WHAT YOU ARE ASKED TO DO:
Show each line from the records below in which the word "crate" occurs.

EXCERPTED DATA START

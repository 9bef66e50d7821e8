//! Software-rendered game window using `minifb`.
//!
//! Layout:
//!
//! ```text
//! ┌───────────────────────────────────────────────────────────┐
//! │  DECK TITLE                                        0:42   │
//! │  [timer bar ───────────────────────────────────          ]│
//! │                                                           │
//! │                     CURRENT CARD                          │
//! │                                                           │
//! │  correct 3   passed 1                                     │
//! │  [tilt unavailable banner]                                │
//! │  B  12.0  G -85.3  -> --      calibrated   pose neutral   │
//! │  key legend                                               │
//! └───────────────────────────────────────────────────────────┘
//! ```

use std::time::{Duration, Instant};

use charades_core::{Guess, RoundSummary, Status, ROUND_SECONDS};
use minifb::{Key, KeyRepeat, Window, WindowOptions};

use crate::app::{AppState, Input, Screen};
use crate::sensor::TiltPose;

// ════════════════════════════════════════════════════════════════════════════
// Layout constants
// ════════════════════════════════════════════════════════════════════════════

pub const WIN_W:     usize = 800;
pub const WIN_H:     usize = 480;
const MARGIN:        usize = 16;
const BAR_Y:         usize = 44;
const BAR_H:         usize = 10;
const CARD_Y:        usize = 190;
const TALLY_Y:       usize = 330;
const BANNER_Y:      usize = 360;
const HUD_Y:         usize = 410;
const LEGEND_Y:      usize = WIN_H - 16;
const BG_COLOR:      u32   = 0xFF1A1A2E;
const PANEL_BG:      u32   = 0xFF16213E;
const TEXT_COLOR:    u32   = 0xFFEEEEEE;
const DIM_TEXT:      u32   = 0xFF888888;
const GREEN:         u32   = 0xFF16A34A;
const YELLOW:        u32   = 0xFFCA8A04;
const RED:           u32   = 0xFFDC2626;
const ORANGE:        u32   = 0xFFEA580C;
const BANNER_BG:     u32   = 0xFF7C2D12;

/// Timer bar color for the seconds left.
pub fn timer_color(time_left: u32) -> u32 {
    match time_left {
        0..=10  => RED,
        11..=20 => YELLOW,
        _       => GREEN,
    }
}

// ════════════════════════════════════════════════════════════════════════════
// Visualizer
// ════════════════════════════════════════════════════════════════════════════

pub struct Visualizer {
    window: Window,
    buf:    Vec<u32>,
}

impl Visualizer {
    pub fn new() -> anyhow::Result<Self> {
        let mut window = Window::new(
            "Tilt Charades",
            WIN_W, WIN_H,
            WindowOptions {
                resize: false,
                ..WindowOptions::default()
            },
        )
        .map_err(|e| anyhow::anyhow!("opening window: {e}"))?;

        window.limit_update_rate(Some(Duration::from_millis(16))); // ~60fps

        Ok(Visualizer {
            window,
            buf: vec![BG_COLOR; WIN_W * WIN_H],
        })
    }

    pub fn is_open(&self) -> bool { self.window.is_open() }

    /// Decode this frame's key presses.  The tilt pose is reported every
    /// frame from the held arrow keys.
    pub fn poll_input(&mut self) -> Vec<Input> {
        let mut out = Vec::new();
        if !self.window.is_open() {
            out.push(Input::Quit);
            return out;
        }

        let pressed = |k: Key| self.window.is_key_pressed(k, KeyRepeat::No);

        if pressed(Key::Q) || pressed(Key::Escape) {
            out.push(Input::Quit);
        }
        if pressed(Key::Enter) || pressed(Key::Space) {
            out.push(Input::Correct);
        }
        if pressed(Key::Backspace) {
            out.push(Input::Pass);
        }
        if pressed(Key::P) {
            out.push(Input::TogglePause);
        }
        if pressed(Key::C) {
            out.push(Input::Recalibrate);
        }
        if pressed(Key::R) {
            out.push(Input::PlayAgain);
        }

        let pose = if self.window.is_key_down(Key::Down) {
            TiltPose::Forward
        } else if self.window.is_key_down(Key::Up) {
            TiltPose::Back
        } else {
            TiltPose::Neutral
        };
        out.push(Input::Tilt(pose));
        out
    }

    /// Render one frame.
    pub fn render(&mut self, app: &AppState, now: Instant) {
        let bg = match app.flash(now) {
            Some(Guess::Correct) => GREEN,
            Some(Guess::Pass)    => ORANGE,
            None                 => BG_COLOR,
        };
        self.buf.fill(bg);

        match app.screen(now) {
            Screen::Countdown(n) => self.draw_countdown(n),
            Screen::Round        => self.draw_round(app, now),
            Screen::TimeUp       => self.draw_centered("TIME'S UP!", CARD_Y, 6, TEXT_COLOR),
            Screen::Results      => {
                if let Some(summary) = app.summary() {
                    self.draw_results(summary);
                }
            }
        }

        self.draw_label(
            "ENTER/SPACE=correct  BKSP=pass  DOWN/UP=tilt  P=pause  C=calibrate  R=again  Q=quit",
            MARGIN, LEGEND_Y, DIM_TEXT, 1,
        );

        self.window.update_with_buffer(&self.buf, WIN_W, WIN_H).ok();
    }

    // ── Countdown ─────────────────────────────────────────────────────────

    fn draw_countdown(&mut self, n: Option<u32>) {
        let text = match n {
            Some(n) => n.to_string(),
            None    => "GO!".to_string(),
        };
        self.draw_centered(&text, CARD_Y - 40, 16, TEXT_COLOR);
    }

    // ── Round ─────────────────────────────────────────────────────────────

    fn draw_round(&mut self, app: &AppState, now: Instant) {
        let s = app.session();

        // Header: deck title and clock.
        let title = s.deck.as_ref().map(|d| d.title().to_string()).unwrap_or_default();
        self.draw_label(&title, MARGIN, MARGIN, TEXT_COLOR, 3);
        let clock = format!("{}:{:02}", s.time_left / 60, s.time_left % 60);
        self.draw_label(&clock, WIN_W - MARGIN - text_width(&clock, 3), MARGIN, TEXT_COLOR, 3);

        // Timer bar.
        let full = WIN_W - 2 * MARGIN;
        self.fill_rect(MARGIN, BAR_Y, full, BAR_H, PANEL_BG);
        let w = full * s.time_left as usize / ROUND_SECONDS as usize;
        self.fill_rect(MARGIN, BAR_Y, w, BAR_H, timer_color(s.time_left));

        // Card.
        match (&s.current, s.status) {
            (_, Status::Paused) => self.draw_centered("PAUSED", CARD_Y, 8, TEXT_COLOR),
            (Some(card), _) => {
                let text = card.as_str().to_string();
                let scale = fit_scale(&text, WIN_W - 2 * MARGIN, 8);
                self.draw_centered(&text, CARD_Y, scale, TEXT_COLOR);
            }
            (None, Status::Playing) => {
                self.draw_centered("DECK EMPTY", CARD_Y, 6, DIM_TEXT);
            }
            (None, _) => {}
        }
        if let Some(guess) = app.flash(now) {
            let msg = match guess {
                Guess::Correct => "CORRECT",
                Guess::Pass    => "PASS",
            };
            self.draw_centered(msg, CARD_Y + 70, 4, TEXT_COLOR);
        }

        // Tally.
        let tally = format!("correct {}   passed {}", s.correct.len(), s.passed.len());
        self.draw_label(&tally, MARGIN, TALLY_Y, TEXT_COLOR, 2);

        // Tilt unavailable banner.
        if app.tilt_unavailable() {
            self.fill_rect(0, BANNER_Y, WIN_W, 28, BANNER_BG);
            self.draw_label(
                "TILT UNAVAILABLE - USE ENTER FOR CORRECT, BACKSPACE TO PASS",
                MARGIN, BANNER_Y + 9, TEXT_COLOR, 2,
            );
        }

        self.draw_hud(app);
    }

    /// Raw angles and what the thresholds make of them.
    fn draw_hud(&mut self, app: &AppState) {
        self.fill_rect(0, HUD_Y, WIN_W, 40, PANEL_BG);
        let axis = |v: Option<f64>| v.map_or("--".to_string(), |x| format!("{x:6.1}"));
        let line = match app.debug_reading() {
            Some((sample, verdict)) => format!(
                "B {}  G {}  -> {}",
                axis(sample.beta),
                axis(sample.gamma),
                match verdict {
                    Some(Guess::Correct) => "correct",
                    Some(Guess::Pass)    => "pass",
                    None                 => "--",
                },
            ),
            None => "no sensor readings".to_string(),
        };
        self.draw_label(&line, MARGIN, HUD_Y + 8, TEXT_COLOR, 2);

        let pose = match app.pose() {
            TiltPose::Neutral => "neutral",
            TiltPose::Forward => "forward",
            TiltPose::Back    => "back",
        };
        let cal = if app.view().calibrated { "calibrated" } else { "not calibrated" };
        let info = format!("{cal}   pose {pose}   {}", app.status);
        self.draw_label(&info, MARGIN, HUD_Y + 26, DIM_TEXT, 1);
    }

    // ── Results ───────────────────────────────────────────────────────────

    fn draw_results(&mut self, summary: &RoundSummary) {
        self.draw_centered("GAME OVER!", MARGIN, 5, TEXT_COLOR);
        let score = format!(
            "{} out of {} cards ({}%) - {}",
            summary.score, summary.total, summary.percentage, summary.rating.label()
        );
        self.draw_centered(&score, 60, 3, TEXT_COLOR);

        let col_w = (WIN_W - 3 * MARGIN) / 2;
        let top = 100;
        self.draw_label(&format!("correct ({})", summary.correct.len()), MARGIN, top, GREEN, 2);
        self.draw_label(
            &format!("passed ({})", summary.passed.len()),
            2 * MARGIN + col_w, top, ORANGE, 2,
        );
        let rows = (LEGEND_Y - top - 40) / 14;
        for (i, card) in summary.correct.iter().take(rows).enumerate() {
            self.draw_label(card.as_str(), MARGIN, top + 24 + i * 14, TEXT_COLOR, 2);
        }
        for (i, card) in summary.passed.iter().take(rows).enumerate() {
            self.draw_label(card.as_str(), 2 * MARGIN + col_w, top + 24 + i * 14, TEXT_COLOR, 2);
        }
        self.draw_label("R = play again", MARGIN, LEGEND_Y - 20, DIM_TEXT, 2);
    }

    // ── Primitive drawing helpers ─────────────────────────────────────────

    fn fill_rect(&mut self, x: usize, y: usize, w: usize, h: usize, color: u32) {
        for row in y..(y + h).min(WIN_H) {
            for col in x..(x + w).min(WIN_W) {
                self.buf[row * WIN_W + col] = color;
            }
        }
    }

    fn set_pixel(&mut self, x: usize, y: usize, color: u32) {
        if x < WIN_W && y < WIN_H {
            self.buf[y * WIN_W + x] = color;
        }
    }

    fn draw_centered(&mut self, text: &str, y: usize, scale: usize, color: u32) {
        let x = WIN_W.saturating_sub(text_width(text, scale)) / 2;
        self.draw_label(text, x, y, color, scale);
    }

    /// 3×5 bitmap font, each pixel drawn as a `scale`×`scale` block.
    fn draw_label(&mut self, text: &str, x: usize, y: usize, color: u32, scale: usize) {
        let mut cx = x;
        for ch in text.chars() {
            let glyph = char_glyph(ch);
            for (row, &bits) in glyph.iter().enumerate() {
                for col in 0..3usize {
                    if bits & (1 << (2 - col)) != 0 {
                        for dy in 0..scale {
                            for dx in 0..scale {
                                self.set_pixel(cx + col * scale + dx, y + row * scale + dy, color);
                            }
                        }
                    }
                }
            }
            cx += 4 * scale; // 3 wide + 1 gap
            if cx + 4 * scale > WIN_W { break; }
        }
    }
}

fn text_width(text: &str, scale: usize) -> usize {
    (text.chars().count() * 4).saturating_sub(1) * scale
}

/// Largest scale up to `max` at which `text` fits in `width`.
fn fit_scale(text: &str, width: usize, max: usize) -> usize {
    (1..=max).rev().find(|&s| text_width(text, s) <= width).unwrap_or(1)
}

// ────────────────────────────────────────────────────────────────────────────
// Minimal 3×5 bitmap font
// ────────────────────────────────────────────────────────────────────────────

fn char_glyph(c: char) -> [u8; 5] {
    match c {
        '0' => [0b111, 0b101, 0b101, 0b101, 0b111],
        '1' => [0b010, 0b110, 0b010, 0b010, 0b111],
        '2' => [0b111, 0b001, 0b111, 0b100, 0b111],
        '3' => [0b111, 0b001, 0b111, 0b001, 0b111],
        '4' => [0b101, 0b101, 0b111, 0b001, 0b001],
        '5' => [0b111, 0b100, 0b111, 0b001, 0b111],
        '6' => [0b111, 0b100, 0b111, 0b101, 0b111],
        '7' => [0b111, 0b001, 0b001, 0b001, 0b001],
        '8' => [0b111, 0b101, 0b111, 0b101, 0b111],
        '9' => [0b111, 0b101, 0b111, 0b001, 0b111],
        'a' | 'A' => [0b111, 0b101, 0b111, 0b101, 0b101],
        'b' | 'B' => [0b110, 0b101, 0b110, 0b101, 0b110],
        'c' | 'C' => [0b111, 0b100, 0b100, 0b100, 0b111],
        'd' | 'D' => [0b110, 0b101, 0b101, 0b101, 0b110],
        'e' | 'E' => [0b111, 0b100, 0b111, 0b100, 0b111],
        'f' | 'F' => [0b111, 0b100, 0b111, 0b100, 0b100],
        'g' | 'G' => [0b111, 0b100, 0b101, 0b101, 0b111],
        'h' | 'H' => [0b101, 0b101, 0b111, 0b101, 0b101],
        'i' | 'I' => [0b111, 0b010, 0b010, 0b010, 0b111],
        'j' | 'J' => [0b001, 0b001, 0b001, 0b101, 0b111],
        'k' | 'K' => [0b101, 0b101, 0b110, 0b101, 0b101],
        'l' | 'L' => [0b100, 0b100, 0b100, 0b100, 0b111],
        'm' | 'M' => [0b101, 0b111, 0b101, 0b101, 0b101],
        'n' | 'N' => [0b111, 0b101, 0b101, 0b101, 0b101],
        'o' | 'O' => [0b111, 0b101, 0b101, 0b101, 0b111],
        'p' | 'P' => [0b111, 0b101, 0b111, 0b100, 0b100],
        'q' | 'Q' => [0b111, 0b101, 0b101, 0b111, 0b001],
        'r' | 'R' => [0b110, 0b101, 0b110, 0b101, 0b101],
        's' | 'S' => [0b111, 0b100, 0b111, 0b001, 0b111],
        't' | 'T' => [0b111, 0b010, 0b010, 0b010, 0b010],
        'u' | 'U' => [0b101, 0b101, 0b101, 0b101, 0b111],
        'v' | 'V' => [0b101, 0b101, 0b101, 0b010, 0b010],
        'w' | 'W' => [0b101, 0b101, 0b101, 0b111, 0b101],
        'x' | 'X' => [0b101, 0b101, 0b010, 0b101, 0b101],
        'y' | 'Y' => [0b101, 0b101, 0b111, 0b010, 0b010],
        'z' | 'Z' => [0b111, 0b001, 0b010, 0b100, 0b111],
        '/' => [0b001, 0b001, 0b010, 0b100, 0b100],
        '-' => [0b000, 0b000, 0b111, 0b000, 0b000],
        '.' => [0b000, 0b000, 0b000, 0b000, 0b010],
        ',' => [0b000, 0b000, 0b000, 0b010, 0b100],
        ':' => [0b000, 0b010, 0b000, 0b010, 0b000],
        '=' => [0b000, 0b111, 0b000, 0b111, 0b000],
        '+' => [0b000, 0b010, 0b111, 0b010, 0b000],
        '!' => [0b010, 0b010, 0b010, 0b000, 0b010],
        '?' => [0b111, 0b001, 0b011, 0b000, 0b010],
        '\'' => [0b010, 0b010, 0b000, 0b000, 0b000],
        '%' => [0b101, 0b001, 0b010, 0b100, 0b101],
        '(' => [0b001, 0b010, 0b010, 0b010, 0b001],
        ')' => [0b100, 0b010, 0b010, 0b010, 0b100],
        '&' => [0b010, 0b101, 0b010, 0b101, 0b011],
        '>' => [0b100, 0b010, 0b001, 0b010, 0b100],
        ' ' => [0b000, 0b000, 0b000, 0b000, 0b000],
        _   => [0b000, 0b000, 0b010, 0b000, 0b000], // fallback dot
    }
}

EXCERPTED DATA END

RESULT:
use crate::app::{AppState, Input, Screen};
use crate::sensor::TiltPose;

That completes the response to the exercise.